Mount Ranier in the background
Snow capped peaks in the Olympic Mountains
Sea Shore on West Coast of Vancouver Island
Olympic Mountains at Sunset
Deer by small lake in Olympic Mountains
Small alpine lake in the Olympic Mountains
Near the small town of Ucluelet, British Columbia, Canada
Olympic Mountains with fresh snow
Olympic Mountains in the early summer
Shoreline near Ucluelet, British Columbia, Canada
Snow capped peaks in the Olympic Mountains

Should God have limited Free Will?

Arminians claim that the reason why all are not saved is that God wills to preserve the free will of man more than he wills to save everyone. But is this not making a distinction in two aspects of the will of God? On the one hand God wills that all be saved (1 Tim. 2:5-6; 2 Peter 3:9). But on the other had he wills to preserve man’s absolutely free choice. In fact, he wills the second thing more than the first.1 — Dr. Wayne Grudem

The objection above takes what is so precious to the heart of any Christian who believes in the infinite love of God, and uses it against one who believe in the free choice of the human will. Essentially, Professor Wayne Grudem asks, "Wouldn’t it have been better for God to have limited human free will, so more people would be eternally blessed?" In other words, God seems to have cherished free will more than He cherished the salvation of millions of souls who will be lost. It seems to be a potent argument against the free choice of the will.

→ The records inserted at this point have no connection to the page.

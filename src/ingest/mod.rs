// Ingest pipeline: classification, dedup and disposition of incoming files

pub mod relocate;

use std::path::{Path, PathBuf};
use std::sync::Arc;

use crate::catalog::CatalogClient;
use crate::classify::{self, Classification};
use crate::config::Config;
use crate::constants::ORIGIN_PATH_PROPERTY;
use crate::error::Result;
use crate::hash;
use crate::store::ObjectStore;
use crate::watch::FileEventHandler;

/// A freshly observed filesystem entry, consumed exactly once by the pipeline.
#[derive(Debug, Clone)]
pub struct IncomingFile {
    pub path: PathBuf,
    pub mime_guess: Option<String>,
}

impl IncomingFile {
    pub fn from_path(path: &Path) -> Self {
        IncomingFile {
            path: path.to_path_buf(),
            mime_guess: classify::guess_mime(path).map(String::from),
        }
    }
}

/// The pipeline's final decision for one file.
#[derive(Debug, Clone, PartialEq)]
pub enum Disposition {
    /// Unique video content: registered in the catalog, destined for the
    /// archive directory under its new `<id>.<ext>` name.
    Archive {
        new_path: PathBuf,
        registered_id: i64,
    },
    /// Video content already known to the catalog.
    Duplicate { target_dir: PathBuf },
    /// Not recognized as video.
    Reject { target_dir: PathBuf },
}

/// Orchestrates classification and disposition of one incoming file at a
/// time using the hash computer and the two remote collaborators.
pub struct IngestPipeline {
    archive_dir: PathBuf,
    clone_dir: PathBuf,
    broken_dir: PathBuf,
    archive_folder: String,
    catalog: Arc<dyn CatalogClient>,
    store: Arc<dyn ObjectStore>,
}

impl IngestPipeline {
    pub fn new(
        config: &Config,
        catalog: Arc<dyn CatalogClient>,
        store: Arc<dyn ObjectStore>,
    ) -> Self {
        IngestPipeline {
            archive_dir: config.archive_dir.clone(),
            clone_dir: config.clone_dir.clone(),
            broken_dir: config.broken_dir.clone(),
            archive_folder: config.store.archive_folder.clone(),
            catalog,
            store,
        }
    }

    /// Decide the disposition of one incoming file.
    /// Deterministic, no retries: fingerprint, classify, dedup check, branch.
    /// Unique video content is registered with the catalog here; physically
    /// relocating and uploading the file is the caller's job (see `process`).
    pub fn classify(&self, file: &IncomingFile) -> Result<Disposition> {
        let fingerprint = hash::fingerprint_file(&file.path)?;
        let classification = Classification::from_mime(file.mime_guess.as_deref());
        let known = self.catalog.exists(&fingerprint)?;

        log::info!(
            "New file: {}, fingerprint: {}, classification: {:?}, known: {}",
            file.path.display(),
            fingerprint,
            classification,
            known
        );

        match (classification, known) {
            (Classification::Video, false) => {
                let id = self.catalog.register(&file.path, &fingerprint)?;
                let archived_name = match file.path.extension().and_then(|e| e.to_str()) {
                    Some(ext) => format!("{}.{}", id, ext),
                    None => id.to_string(),
                };
                log::info!(
                    "Registered {} in catalog: fingerprint: {}, id: {}",
                    file.path.display(),
                    fingerprint,
                    id
                );
                Ok(Disposition::Archive {
                    new_path: self.archive_dir.join(archived_name),
                    registered_id: id,
                })
            }
            (Classification::Video, true) => Ok(Disposition::Duplicate {
                target_dir: self.clone_dir.clone(),
            }),
            (Classification::NonVideo, _) => Ok(Disposition::Reject {
                target_dir: self.broken_dir.clone(),
            }),
        }
    }

    /// Post-archive enrichment: merge remote object metadata into the
    /// catalog record. The catalog update is a full-record replace, so the
    /// current record is read back first to preserve its fingerprint and
    /// original path.
    pub fn enrich(&self, registered_id: i64, remote_id: &str) -> Result<()> {
        let mut record = self.catalog.fetch(registered_id)?;
        let metadata = self.store.fetch_metadata(remote_id)?;

        let origin_path = record.file_path.clone();
        record.remote_id = Some(remote_id.to_string());
        record.size_bytes = Some(metadata.size_bytes);
        record.web_link = Some(metadata.web_link);
        record.mime_type = Some(metadata.mime_type);
        self.catalog.update(registered_id, &record)?;

        log::info!(
            "Enriched catalog record {} with remote metadata from {}",
            registered_id,
            remote_id
        );

        // Independent side effect: failure is surfaced but not propagated,
        // and there is no retry.
        if let Err(e) = self
            .store
            .set_property(remote_id, ORIGIN_PATH_PROPERTY, &origin_path)
        {
            log::warn!(
                "Failed to set {} property on remote object {}: {}",
                ORIGIN_PATH_PROPERTY,
                remote_id,
                e
            );
        }

        Ok(())
    }

    /// Run one file through the full lifecycle: classify, relocate per
    /// disposition, and for archived files upload and enrich.
    ///
    /// If registration succeeded but the upload fails, the file stays at its
    /// archived path and the catalog entry is not rolled back; the error
    /// propagates so the gap is observable.
    pub fn process(&self, path: &Path) -> Result<Disposition> {
        let file = IncomingFile::from_path(path);
        let disposition = self.classify(&file)?;

        match &disposition {
            Disposition::Archive {
                new_path,
                registered_id,
            } => {
                relocate::move_file(path, new_path)?;
                log::info!(
                    "Archived {} -> {}, id: {}",
                    path.display(),
                    new_path.display(),
                    registered_id
                );

                let remote_id = self.store.upload(new_path, &self.archive_folder)?;
                log::info!(
                    "Uploaded {} to object store, remote id: {}",
                    new_path.display(),
                    remote_id
                );

                self.enrich(*registered_id, &remote_id)?;
            }
            Disposition::Duplicate { target_dir } => {
                let dest = relocate::move_into_dir(path, target_dir)?;
                log::info!(
                    "Moved duplicate {} -> {}",
                    path.display(),
                    dest.display()
                );
            }
            Disposition::Reject { target_dir } => {
                let dest = relocate::move_into_dir(path, target_dir)?;
                log::info!(
                    "Moved non-video {} -> {}",
                    path.display(),
                    dest.display()
                );
            }
        }

        Ok(disposition)
    }
}

impl FileEventHandler for IngestPipeline {
    fn on_file_created(&self, path: &Path) {
        if let Err(e) = self.process(path) {
            log::error!("Failed to process {}: {}", path.display(), e);
        }
    }
}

Free will is rational choice

However, we need to ask ourselves just what is entailed in limiting the free choice of the human will. The human will is free because the human mind is a rational mind. By contrast, the will of brute animals is not free because they lack rational capabilities. Their wills are under the control of their instinctive natures. John of Damascus in his Exposition of the Orthodox Faith affirms the connection between free will and rationality.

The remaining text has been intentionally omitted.